Susiya Village Council/PNN
Despite outrage from British MPs and renowned international academics, the village of Susiya in the South Hebron Hills of the occupied West Bank is bracing itself for the bulldozers, after Israel’s High Court gave an initial green light to the government (1st February 2018).
Israel wants to demolish 20 buildings, equal to one fifth of the entire village, including a health clinic funded by the Italian government which cares for around 500 people from Susiya and surrounding communities.
The Israeli High Court has just announced that demolition can proceed without delay for 7 of the buildings housing 42 residents, half of them children.
The villagers’ lawyers, Haqel, welcomed what they see as a tentative push-back against the demolition process but point out that ‘the terror of demolition’ looms large over the village, with the remaining 13 scheduled buildings still under threat.
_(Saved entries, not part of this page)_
impl Query {
    pub fn new() -> Self {
        Self::default()
    }

    fn check_variable(&self, variable: Variable, context: &'static str) -> VfResult<()> {
        if variable >= self.bounds.num_variables() {
            return Err(VfError::VariableIndexOutOfRange {
                variable,
                num_variables: self.bounds.num_variables(),
                context,
            });
        }
        Ok(())
    }

    pub fn num_variables(&self) -> usize {
        self.bounds.num_variables()
    }

    pub fn set_num_variables(&mut self, n: usize) {
        self.bounds.set_num_variables(n);
    }

    /// Mints a fresh variable at the end of the variable space.
    pub fn new_variable(&mut self) -> Variable {
        self.bounds.new_variable()
    }

    pub fn bounds(&self) -> &BoundStore {
        &self.bounds
    }

    pub fn bounds_mut(&mut self) -> &mut BoundStore {
        &mut self.bounds
    }

    pub fn set_lower(&mut self, variable: Variable, bound: f64) -> VfResult<()> {
        self.check_variable(variable, "set_lower")?;
        self.bounds.set_lower(variable, bound);
        Ok(())
    }

    pub fn set_upper(&mut self, variable: Variable, bound: f64) -> VfResult<()> {
        self.check_variable(variable, "set_upper")?;
        self.bounds.set_upper(variable, bound);
        Ok(())
    }

    pub fn lower_bound(&self, variable: Variable) -> VfResult<f64> {
        self.check_variable(variable, "lower_bound")?;
        Ok(self.bounds.lower(variable))
    }

    pub fn upper_bound(&self, variable: Variable) -> VfResult<f64> {
        self.check_variable(variable, "upper_bound")?;
        Ok(self.bounds.upper(variable))
    }

    /// Stores the bound only if strictly tighter; reports whether it changed.
    pub fn tighten_lower(&mut self, variable: Variable, bound: f64) -> VfResult<bool> {
        self.check_variable(variable, "tighten_lower")?;
        Ok(self.bounds.tighten_lower(variable, bound))
    }

    pub fn tighten_upper(&mut self, variable: Variable, bound: f64) -> VfResult<bool> {
        self.check_variable(variable, "tighten_upper")?;
        Ok(self.bounds.tighten_upper(variable, bound))
    }

    pub fn add_equation(&mut self, equation: Equation) {
        self.equations.push(equation);
    }

    pub fn equations(&self) -> &[Equation] {
        &self.equations
    }

    pub fn num_equations(&self) -> usize {
        self.equations.len()
    }

    pub fn remove_equation(&mut self, equation: &Equation) {
        self.equations.retain(|e| e != equation);
    }

    /// Removes the equations at the given positions.
    pub fn remove_equations_at(&mut self, indices: &BTreeSet<usize>) {
        let mut index = 0usize;
        self.equations.retain(|_| {
            let keep = !indices.contains(&index);
            index += 1;
            keep
        });
    }

    pub(crate) fn set_equations(&mut self, equations: Vec<Equation>) {
        self.equations = equations;
    }

    pub fn add_piecewise(&mut self, constraint: Box<dyn PiecewiseConstraint>) {
        self.piecewise.push(constraint);
    }

    pub fn add_nonlinear(&mut self, constraint: Box<dyn PiecewiseConstraint>) {
        self.nonlinear.push(constraint);
    }

    pub fn piecewise_constraints(&self) -> &[Box<dyn PiecewiseConstraint>] {
        &self.piecewise
    }

    pub fn piecewise_constraints_mut(&mut self) -> &mut Vec<Box<dyn PiecewiseConstraint>> {
        &mut self.piecewise
    }

    pub fn nonlinear_constraints(&self) -> &[Box<dyn PiecewiseConstraint>] {
        &self.nonlinear
    }

    pub fn nonlinear_constraints_mut(&mut self) -> &mut Vec<Box<dyn PiecewiseConstraint>> {
        &mut self.nonlinear
    }

    pub fn mark_input(&mut self, variable: Variable, input_index: usize) {
        self.variable_to_input_index.insert(variable, input_index);
        self.input_index_to_variable.insert(input_index, variable);
    }

    pub fn mark_output(&mut self, variable: Variable, output_index: usize) {
        self.variable_to_output_index.insert(variable, output_index);
        self.output_index_to_variable.insert(output_index, variable);
    }

    pub fn input_variable_by_index(&self, index: usize) -> Option<Variable> {
        self.input_index_to_variable.get(&index).copied()
    }

    pub fn output_variable_by_index(&self, index: usize) -> Option<Variable> {
        self.output_index_to_variable.get(&index).copied()
    }

    pub fn num_input_variables(&self) -> usize {
        self.input_index_to_variable.len()
    }

    pub fn num_output_variables(&self) -> usize {
        self.output_index_to_variable.len()
    }

    /// Input variables ordered by variable index.
    pub fn input_variables(&self) -> Vec<Variable> {
        self.variable_to_input_index.keys().copied().collect()
    }

    pub fn output_variables(&self) -> Vec<Variable> {
        self.variable_to_output_index.keys().copied().collect()
    }

    pub(crate) fn input_markings(&self) -> &BTreeMap<usize, Variable> {
        &self.input_index_to_variable
    }

    pub(crate) fn output_markings(&self) -> &BTreeMap<usize, Variable> {
        &self.output_index_to_variable
    }

    /// Rewrites every equation and constraint to use `v2` instead of `v1`.
    /// Merging an input or output variable away is an error.
    pub fn merge_identical_variables(&mut self, v1: Variable, v2: Variable) -> VfResult<()> {
        self.check_variable(v1, "merge_identical_variables")?;
        self.check_variable(v2, "merge_identical_variables")?;
        if self.variable_to_input_index.contains_key(&v1) {
            return Err(VfError::MergedInputVariable(v1));
        }
        if self.variable_to_output_index.contains_key(&v1) {
            return Err(VfError::MergedOutputVariable(v1));
        }

        for equation in self.equations.iter_mut() {
            equation.update_variable_index(v1, v2);
        }
        for constraint in self.piecewise.iter_mut().chain(self.nonlinear.iter_mut()) {
            if constraint.participates_in(v1) {
                debug_assert!(!constraint.participates_in(v2));
                constraint.update_variable_index(v1, v2);
            }
        }
        Ok(())
    }

    pub fn set_solution_value(&mut self, variable: Variable, value: f64) {
        self.solution.insert(variable, value);
    }

    pub fn solution_value(&self, variable: Variable) -> VfResult<f64> {
        self.solution
            .get(&variable)
            .copied()
            .ok_or(VfError::VariableNotInSolution(variable))
    }

    pub fn store_debugging_solution(&mut self, variable: Variable, value: f64) {
        self.debugging_solution.insert(variable, value);
    }

    pub fn debugging_solution_value(&self, variable: Variable) -> Option<f64> {
        self.debugging_solution.get(&variable).copied()
    }

    pub fn count_infinite_bounds(&self) -> usize {
        let mut result = 0;
        for v in 0..self.bounds.num_variables() {
            if !self.bounds.lower(v).is_finite() {
                result += 1;
            }
            if !self.bounds.upper(v).is_finite() {
                result += 1;
            }
        }
        result
    }

    /// Encodes `f = clip(b, floor, ceiling)` with two ReLUs and three
    /// equations.
    pub fn add_clip(&mut self, b: Variable, f: Variable, floor: f64, ceiling: f64) {
        // aux1 = b - floor
        let aux1 = self.new_variable();
        let mut eq1 = Equation::new(EquationKind::Equality);
        eq1.add_addend(1.0, b);
        eq1.add_addend(-1.0, aux1);
        eq1.set_scalar(floor);
        self.add_equation(eq1);

        // aux2 = relu(aux1)
        let aux2 = self.new_variable();
        self.add_piecewise(Box::new(ReluConstraint::new(aux1, aux2)));

        // aux3 = -aux2 - floor + ceiling
        let aux3 = self.new_variable();
        let mut eq2 = Equation::new(EquationKind::Equality);
        eq2.add_addend(-1.0, aux2);
        eq2.add_addend(-1.0, aux3);
        eq2.set_scalar(floor - ceiling);
        self.add_equation(eq2);

        // aux4 = relu(aux3)
        let aux4 = self.new_variable();
        self.add_piecewise(Box::new(ReluConstraint::new(aux3, aux4)));

        // f = -aux4 + ceiling
        let mut eq3 = Equation::new(EquationKind::Equality);
        eq3.add_addend(-1.0, aux4);
        eq3.add_addend(-1.0, f);
        eq3.set_scalar(-ceiling);
        self.add_equation(eq3);
    }

    pub fn network(&self) -> Option<&NetworkReasoner> {
        self.network.as_ref()
    }

    pub fn network_mut(&mut self) -> Option<&mut NetworkReasoner> {
        self.network.as_mut()
    }

    pub(crate) fn set_network(&mut self, network: Option<NetworkReasoner>) {
        self.network = network;
    }

    /// Evaluates the network on a concrete input assignment, in input-layer
    /// neuron order.
    pub fn evaluate(&mut self, inputs: &[f64]) -> VfResult<Vec<f64>> {
        let mut network = self
            .network
            .take()
            .expect("construct the network-level reasoner before evaluating");
        let result = network.evaluate(inputs);
        self.network = Some(network);
        result
    }

    /// Runs the network-level reasoner to a fixed point (or until the sweep
    /// budget or deadline is hit) and publishes all tightenings into the
    /// query's bounds. Constraints still owned by the query are notified of
    /// every accepted tightening.
    pub fn propagate_bounds(
        &mut self,
        config: &Config,
        deadline: Option<Instant>,
    ) -> VfResult<PropagationOutcome> {
        let Some(mut network) = self.network.take() else {
            warn!("propagate_bounds called without a network-level reasoner");
            return Ok(PropagationOutcome::FixedPoint);
        };

        let result = network.propagate(&mut self.bounds, config, deadline);
        let published: Vec<Tightening> = network.tightening_log().to_vec();
        self.network = Some(network);
        let outcome = result?;

        self.notify_constraints(&published, config)?;
        Ok(outcome)
    }

    /// Notifies query-owned constraints of bound changes and folds their
    /// entailed tightenings back into the store, to quiescence.
    pub(crate) fn notify_constraints(
        &mut self,
        tightenings: &[Tightening],
        config: &Config,
    ) -> VfResult<()> {
        let mut pending: Vec<Tightening> = tightenings.to_vec();
        let mut rounds = 0usize;
        while !pending.is_empty() && rounds <= config.sweep_budget {
            rounds += 1;
            for t in &pending {
                for constraint in self.piecewise.iter_mut().chain(self.nonlinear.iter_mut()) {
                    if !constraint.participates_in(t.variable) {
                        continue;
                    }
                    match t.kind {
                        BoundKind::Lower => constraint.notify_lower_bound(t.variable, t.value),
                        BoundKind::Upper => constraint.notify_upper_bound(t.variable, t.value),
                    }
                }
            }

            let mut entailed = Vec::new();
            for constraint in self.piecewise.iter().chain(self.nonlinear.iter()) {
                constraint.entailed_tightenings(&mut entailed);
            }

            pending.clear();
            for t in entailed {
                if t.variable >= self.bounds.num_variables() {
                    continue;
                }
                let changed = match t.kind {
                    BoundKind::Lower => self.bounds.tighten_lower(t.variable, t.value),
                    BoundKind::Upper => self.bounds.tighten_upper(t.variable, t.value),
                };
                if changed {
                    let lower = self.bounds.lower(t.variable);
                    let upper = self.bounds.upper(t.variable);
                    if lower > upper + config.epsilon {
                        return Err(VfError::InfeasibleBounds {
                            variable: t.variable,
                            lower,
                            upper,
                        });
                    }
                    pending.push(t);
                }
            }
        }
        Ok(())
    }

    /// Dumps all bounds, constraints and equations through tracing.
    pub fn dump(&self) {
        tracing::debug!("Total number of variables: {}", self.num_variables());
        for v in 0..self.num_variables() {
            tracing::debug!("\tx{}: [{}, {}]", v, self.bounds.lower(v), self.bounds.upper(v));
        }
        for constraint in self.piecewise.iter().chain(self.nonlinear.iter()) {
            tracing::debug!("\t{}", constraint.serialize_line());
        }
        for equation in &self.equations {
            tracing::debug!("\t{equation}");
        }
    }
}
Nasser Nawajaa from the Village Council said the timing of the demolition – in the middle of winter – could not be more devastating. Those made homeless are expected to face freezing rains and harsh winds in the coming weeks.
In 2012, Susiya villagers commissioned a master plan in the hope of putting their lives on a more stable footing. Israeli authorities, however, rejected the plan, effectively blocking any new construction of houses or essential infrastructure, including running water and electricity. As a result, adults, children and the elderly house themselves as best they can, often in tents, forbidden from making substantial repairs to their ailing homes — homes located, as Nawajaa stressed, on land that belongs to the Palestinians.
Activists point out that the plan to demolish Susiya is a part of an extensive campaign across the West Bank and East Jerusalem. 2016 saw the largest number of demolitions in over a decade. Although living under occupation officially means Palestinians in the West Bank and East Jerusalem are protected by international law, the demolition programme has consistently ignored these rights.
The Village Council insists that demolishing Susiya will be a war crime and that Palestinians must have the right to build on their own land. As Stephen Kinnock MP said in a recent debate, ‘This is not an issue of Arab, Muslim or Jewish people. It is about upholding our basic values of justice and human rights, and it is about holding to account those states, Governments and duty bearers that violate those principles and laws.’
In a last ditch attempt to save their homes, the villagers are calling on the international community to take emergency action.